Field of Science

Might GTA be a vaccination system for infecting phages?

My work at Dartmouth (to be described in upcoming posts) showed conclusively that genes encoding Gene Transfer Agents (such as the GTA system of Rhodobacter capsulatus) cannot be maintained by 'selfish' transfer of either whole GTA gene clusters or single GTA genes into GA- recipients.  Neither can the GTA genes be maintained by general recombination benefits that can arise when fragments of chromosomal DNA are transferred into new cells.  So, although 'gene transfer agent' does accurately describe one activity of these genes, it cannot be the activity for which they are selected.

The main obstacle to the maintenance of GTA genes, which applies to all the benefits is that any GTA+ cell that actively produces GTA particles cells must die, since cell lysis is needed to release their particles into the environment.  Another obstacle, applying to selfish transfer, is that GTA genes are not over-replicated during GTA production (and are not preferentially packaged), so each cell death can produce only one GTA+ particle. 

I presented these results at the Analytical Genetics conference last week, and asked the other participants if they could think of alternative benefits of producing GTA particles.  Sanna Koskiniemi from Uppsala University made the very interesting suggestion that GTA particles could serve as a syringe, packaging DNA fragments from a phage that's infecting the producer cell and transferring these fragments into other as-yet-uninfected cells, where they could trigger development of CRISPR immunity.

I love this idea and want to test it.  It doesn't overcome the cell-death obstacle, but it does overcome the selfish-transfer obstacle since a single producer cell could produce many particles of phage DNA from a single phage genome, and more if the phage genome is replicated.

One way to see if this could provide sufficient benefits to maintain the GTA genes is by simulation modeling like that I used to examine the recombination benefits.  This could clairfy the important factors that would need to be examined.

Here I want to start considering experimental tests of this hypothesis.

The ideal test would be to infect the GTA-producing strain with a phage, preferably under low-growth conditions where phage infections are often abortive.  (Luckily R. capsulatus produces most of its GTA under such conditions.)  Then some recipient cultures would be exposed to the GTA-containing culture medium (and some not, as controls), and then all exposed to a lysate of the phage.

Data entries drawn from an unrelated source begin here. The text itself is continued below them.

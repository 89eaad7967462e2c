//! Payment gateway port.
//!
//! The confirmation flow only needs "fetch resource by id over HTTPS" from
//! the gateway. Payments referenced by a webhook may not be visible yet;
//! that case is a distinct error variant because it drives a different
//! response code than a genuine gateway failure.

use async_trait::async_trait;
use serde_json::Value;
use thiserror::Error;

use crate::domain::foundation::PaymentId;

/// The gateway status that triggers plan activation.
pub const APPROVED_STATUS: &str = "approved";

/// Errors surfaced by gateway fetches.
#[derive(Debug, Clone, Error)]
pub enum GatewayError {
    /// The payment is not (yet) visible at the gateway. The webhook is
    /// acknowledged and the gateway's own redelivery is relied on.
    #[error("payment not available at the gateway")]
    NotFound,

    /// Any other gateway failure. Surfaced as a server error so the
    /// gateway retries.
    #[error("gateway error: {0}")]
    Other(String),
}

impl GatewayError {
    pub fn other(message: impl Into<String>) -> Self {
        Self::Other(message.into())
    }
}

/// A payment resource as returned by the gateway.
///
/// `raw` is the complete payload; the typed accessors implement the
/// metadata fallbacks the confirmation flow depends on.
#[derive(Debug, Clone)]
pub struct PaymentResource {
    pub status: String,
    pub transaction_amount: Option<f64>,
    pub raw: Value,
}

impl PaymentResource {
    /// Builds a resource from the raw gateway payload.
    pub fn from_raw(raw: Value) -> Self {
        let status = raw
            .get("status")
            .and_then(Value::as_str)
            .unwrap_or_default()
            .to_string();
        let transaction_amount = raw.get("transaction_amount").and_then(Value::as_f64);
        Self {
            status,
            transaction_amount,
            raw,
        }
    }

    /// True when the gateway reports the payment as approved.
    pub fn is_approved(&self) -> bool {
        self.status == APPROVED_STATUS
    }

    /// Caller-supplied metadata: `metadata` when present and non-empty,
    /// otherwise the `additional_info.metadata` fallback location.
    pub fn metadata(&self) -> Option<&Value> {
        let primary = self.raw.get("metadata").filter(|m| {
            m.as_object().is_some_and(|o| !o.is_empty())
        });
        primary.or_else(|| {
            self.raw
                .get("additional_info")
                .and_then(|info| info.get("metadata"))
        })
    }

    /// The owning subject id from metadata (`uid`).
    pub fn subject_id(&self) -> Option<&str> {
        self.metadata()?.get("uid")?.as_str()
    }

    /// The plan id from metadata, accepting both `planId` and `plan_id`.
    pub fn plan_id(&self) -> Option<&str> {
        let metadata = self.metadata()?;
        metadata
            .get("planId")
            .or_else(|| metadata.get("plan_id"))?
            .as_str()
    }
}

/// External payment gateway client.
#[async_trait]
pub trait PaymentGateway: Send + Sync {
    /// Fetch the payment resource for the given id.
    async fn fetch_payment(&self, payment_id: &PaymentId) -> Result<PaymentResource, GatewayError>;
}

"But wait!", you say.  "Won't the GTA-containing culture medium also contain some phage?"  Yes, probably.  I don't think there's any way to inactivate the phage particles without also inactivating the GTA particles, or vice versa.  We might be able to come up with either perfectly-abortive infection conditions (where infected cells don't produce any phage), or a cellular mutation that prevents phage production.  If not, we might have to combine the GTA-exposure and phage-infection steps.

"And won't any phage lysate also contain some GTA particles?"  Yes, probably.  But we could use a GTA- mutant as the host for lysate production.  Not the mutant that can't lyse, but the one with the main GTA gene cluster completely deleted.

What resources are available for this project?  First I checked with my GTA colleagues, who confirm that R. capsulatus does have a CRISPR-Cas9 system.  Then I asked if there were any well-characterized phage systems able to infect R. capsulatus.  Until quite recently the answer would have been 'No', but a recent paper reported the isolation and sequences of 4 R. capsulatus phages.  A Mu-like phage of R. capsulatus has also been characterized, but it did not form plaques on SB1003.

The report about the 4 new phages used a different host strain (YW1-derived, not SB1003), so the first thing I'll need to do is check whether they form plaques on SB1003.  Then I'll need to play around with infection and plating conditions...  My idea of fun!